Hi. Thanks for your attention to this question.

I’m new to the RLlib and I’m really confused about the data structure of the input_dict to my customized model.

When I was looking into the rllib.examples.models.rnn_model.py, it seems that the dimension of one attribute inside the input_dict[“obs”] is [Batch_size * Sequence_length, 1]. This deduction comes from the function (add_time_dimension) in ray.rllib.policy.rnn_sequencing.py. I understand that this structure is used since it is compatible when no RNN is used.

        padded_inputs = torch.as_tensor(padded_inputs)
        padded_batch_size = padded_inputs.shape[0]

        # Dynamically reshape the padded batch to introduce a time dimension.
        new_batch_size = seq_lens.shape[0]
        time_size = padded_batch_size // new_batch_size
        batch_major_shape = (new_batch_size, time_size) + padded_inputs.shape[1:]
        padded_outputs = padded_inputs.view(batch_major_shape)

        if time_major:
            # Swap the batch and time dimensions
            padded_outputs = padded_outputs.transpose(0, 1)
        return padded_outputs

I would like to kindly confirm that my deduction and understanding are correct. Because if they are correct, then there is something wrong with my code, in which I get [Sequence_length, 1] structure.

Hi, any update on this problem?

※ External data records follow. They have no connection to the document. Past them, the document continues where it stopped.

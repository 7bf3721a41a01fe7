//! Response interceptor chain.
//!
//! Stages are registered when the client is built and run in order on every
//! received response, before normalization. Any stage may short-circuit the
//! exchange with an error; later stages then do not run.

use std::sync::Arc;

use tracing::debug;

use crate::error::ApiError;
use crate::http::HttpResponse;

/// A received response together with the operation that asked for it.
#[derive(Debug, Clone, Copy)]
pub struct Exchange<'a> {
    pub operation: &'static str,
    pub response: &'a HttpResponse,
}

/// Decision of one stage.
#[derive(Debug, Clone, PartialEq)]
pub enum Verdict {
    Continue,
    ShortCircuit(ApiError),
}

pub trait ResponseInterceptor: Send + Sync {
    fn intercept(&self, exchange: &Exchange<'_>) -> Verdict;

    fn name(&self) -> &str {
        "interceptor"
    }
}

#[derive(Clone, Default)]
pub struct InterceptorChain {
    stages: Vec<Arc<dyn ResponseInterceptor>>,
}

impl InterceptorChain {
    pub fn new() -> Self {
        Self::default()
    }

    pub fn push(&mut self, stage: Arc<dyn ResponseInterceptor>) {
        self.stages.push(stage);
    }

    pub fn len(&self) -> usize {
        self.stages.len()
    }

    pub fn is_empty(&self) -> bool {
        self.stages.is_empty()
    }

    pub fn run(&self, exchange: &Exchange<'_>) -> Result<(), ApiError> {
        for stage in &self.stages {
            if let Verdict::ShortCircuit(err) = stage.intercept(exchange) {
                debug!(stage = stage.name(), operation = exchange.operation, "exchange short-circuited");
                return Err(err);
            }
        }
        Ok(())
    }
}

impl std::fmt::Debug for InterceptorChain {
    fn fmt(&self, f: &mut std::fmt::Formatter<'_>) -> std::fmt::Result {
        f.debug_list()
            .entries(self.stages.iter().map(|s| s.name().to_string()))
            .finish()
    }
}

/// Logs every received response.
#[derive(Debug, Default, Clone, Copy)]
pub struct TraceInterceptor;

impl ResponseInterceptor for TraceInterceptor {
    fn intercept(&self, exchange: &Exchange<'_>) -> Verdict {
        debug!(
            operation = exchange.operation,
            status = exchange.response.status,
            bytes = exchange.response.body.len(),
            "response received"
        );
        Verdict::Continue
    }

    fn name(&self) -> &str {
        "trace"
    }
}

I believe I am facing a related problem

Hi, sorry for the late update.

It seems that everything works fine now if I follow the following guide:
Models, Preprocessors, and Action Distributions — Ray 2.39.0

It’s worth mentioning that, according to the doc:

Note that the inputs arg entering forward_rnn is already a time-ranked single tensor (not an input_dict !) with shape (B x T x ...)

AND

If you further want to customize and need more direct access to the complete (non time-ranked) input_dict , you can also override your Model’s forward method directly (as you would do with a non-RNN ModelV2).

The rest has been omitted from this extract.